Federal Government’s Uncertainty on Health Care May Ruin the Financial Planning of Californians
The federal government is still uncertain about whether it wants to continue vital health care insurance subsidy for the next year or not. If a decision is not made soon, the cost of health insurance may rise considerably for Californians, harming their financial plans.
When Will the Financial Planning Fate of Californians Be Decided?
If the federal government has not calcified its stance on a vital health insurance subsidy by mid-August for consumers next year, the California’s state-run exchange plans to instruct its insurers to sell the plans that have significantly higher premiums in order to cover the loss of the money.
Potentially Higher Rates
Amy Palmer who currently serves as the Director of Communications for Covered California, the official health care marketplace of California, recently shared her opinion on the matter. She mentioned in an email that the organization has come to the conclusion that if the federal government fails to fund the subsidies by mid-August, the organization will presume that it will not be funded by the government anymore and use higher rates for the year 2018.
These cost-sharing subsidies reduce the out-of-pocket costs for medical expenses including hospital stays, prescription drugs, physician visits, etc. These reduced rates are only available to the enrollees of Covered California who opt for silver-level plans. It is the second-least expensive among the four tiers of the exchange. These subsidies mainly benefit those who earn an annual income between 139 percent and 250 percent of federal poverty level (or $34,200 USD to $61,500USD) for a family of four.
As of last summer, about half of the enrollees of the exchange benefitted from the cost-sharing reductions, said Palmer. Half of the enrollees come around to around 1.4 million people.

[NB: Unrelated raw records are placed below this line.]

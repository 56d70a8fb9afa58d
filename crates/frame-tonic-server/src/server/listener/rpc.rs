//! gRPC listener for `frame.FrameService`.
//!
//! Alongside the frame service the tonic server carries the usual operational
//! companions: `grpc.health.v1.Health` reporting the frame service as serving,
//! server reflection, gRPC-Web with permissive CORS, and zstd/gzip/deflate
//! compression. Every connection and every HTTP/2 stream is driven on its own
//! task, so a slow or failing call never holds up another.

use crate::server::{
    config::ListenerConfig,
    error::ListenerError,
    listener::{ListenerKind, bind_tcp},
    service::handler::FrameHandler,
};
use frame_tonic_core::proto::{FILE_DESCRIPTOR_SET, frame_service_server::FrameServiceServer};
use futures::Stream;
#[cfg(test)]
use std::net::SocketAddr;
use tokio::io::{AsyncRead, AsyncWrite};
use tokio::net::TcpListener;
use tokio_stream::wrappers::TcpListenerStream;
use tonic::transport::server::Connected;
use tonic::{codec::CompressionEncoding, transport::Server};
use tonic_reflection::server::Builder;
use tonic_web::GrpcWebLayer;
use tower::ServiceBuilder;
use tower_http::cors::{Any, CorsLayer};

const KIND: ListenerKind = ListenerKind::Rpc;

/// A bound gRPC listener that has not started serving yet.
#[derive(Debug)]
pub struct RpcListener {
    listener: TcpListener,
}

impl RpcListener {
    /// Binds the configured address. Fails with [`ListenerError::Bind`]
    /// without serving anything.
    pub async fn bind(config: &ListenerConfig) -> Result<Self, ListenerError> {
        let listener = bind_tcp(KIND, &config.addr).await?;
        Ok(Self { listener })
    }

    /// The address actually bound, which differs from the configured one when
    /// port `0` was requested.
    #[cfg(test)]
    pub fn local_addr(&self) -> SocketAddr {
        self.listener.local_addr().expect("bound listener has an address")
    }

    /// Serves gRPC on the bound socket until the transport fails.
    pub async fn serve(self) -> Result<(), ListenerError> {
        #[cfg(feature = "tracing")]
        if let Ok(addr) = self.listener.local_addr() {
            tracing::info!("Serving frame gRPC service on {addr}");
        }

        serve_with_incoming(TcpListenerStream::new(self.listener)).await
    }

    /// Binds and then serves. This is what the host runs for the RPC
    /// listener.
    pub async fn start(config: ListenerConfig) -> Result<(), ListenerError> {
        Self::bind(&config).await?.serve().await
    }
}

async fn serve_with_incoming<I, IO, IE>(incoming: I) -> Result<(), ListenerError>
where
    I: Stream<Item = Result<IO, IE>>,
    IO: AsyncRead + AsyncWrite + Connected + Unpin + Send + 'static,
    IE: Into<tower::BoxError>,
{
    let (health_reporter, health_service) = tonic_health::server::health_reporter();
    health_reporter
        .set_serving::<FrameServiceServer<FrameHandler>>()
        .await;

    let reflection = Builder::configure()
        .register_encoded_file_descriptor_set(FILE_DESCRIPTOR_SET)
        .build_v1()
        .map_err(|e| ListenerError::serve(KIND, e))?;

    Server::builder()
        .accept_http1(true)
        .http2_adaptive_window(Some(true))
        .layer(
            ServiceBuilder::new()
                .layer(
                    CorsLayer::new()
                        .allow_origin(Any)
                        .allow_methods(Any)
                        .allow_headers(Any),
                )
                .layer(GrpcWebLayer::new()),
        )
        .add_service(health_service)
        .add_service(reflection)
        .add_service(build_frame_service(FrameHandler::new()))
        .serve_with_incoming(incoming)
        .await
        .map_err(|e| ListenerError::serve(KIND, e))
}

fn build_frame_service(handler: FrameHandler) -> FrameServiceServer<FrameHandler> {
    FrameServiceServer::new(handler)
        .send_compressed(CompressionEncoding::Zstd)
        .send_compressed(CompressionEncoding::Gzip)
        .send_compressed(CompressionEncoding::Deflate)
        .accept_compressed(CompressionEncoding::Zstd)
        .accept_compressed(CompressionEncoding::Gzip)
        .accept_compressed(CompressionEncoding::Deflate)
}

One must know that these subsidies are quite different from the federal health law’s tax credits that reduce monthly premiums for qualified consumers. These subsidies are currently being challenged in a pending lawsuit filed by the House Republicans, and the President has already threatened to stop making the payments.
An analysis by Covered California has recently estimated that the premiums for silver plans would most likely increase by 16.6 percent if federal funding for cost-sharing subsidies were lost.
A few days back, Covered California had instructed all the participating insurers to submit alternative premium hike proposals for the year 2018 in case they lose the federal payments. They were also told to apply the hikes only to silver-tier plans as those would be affected most.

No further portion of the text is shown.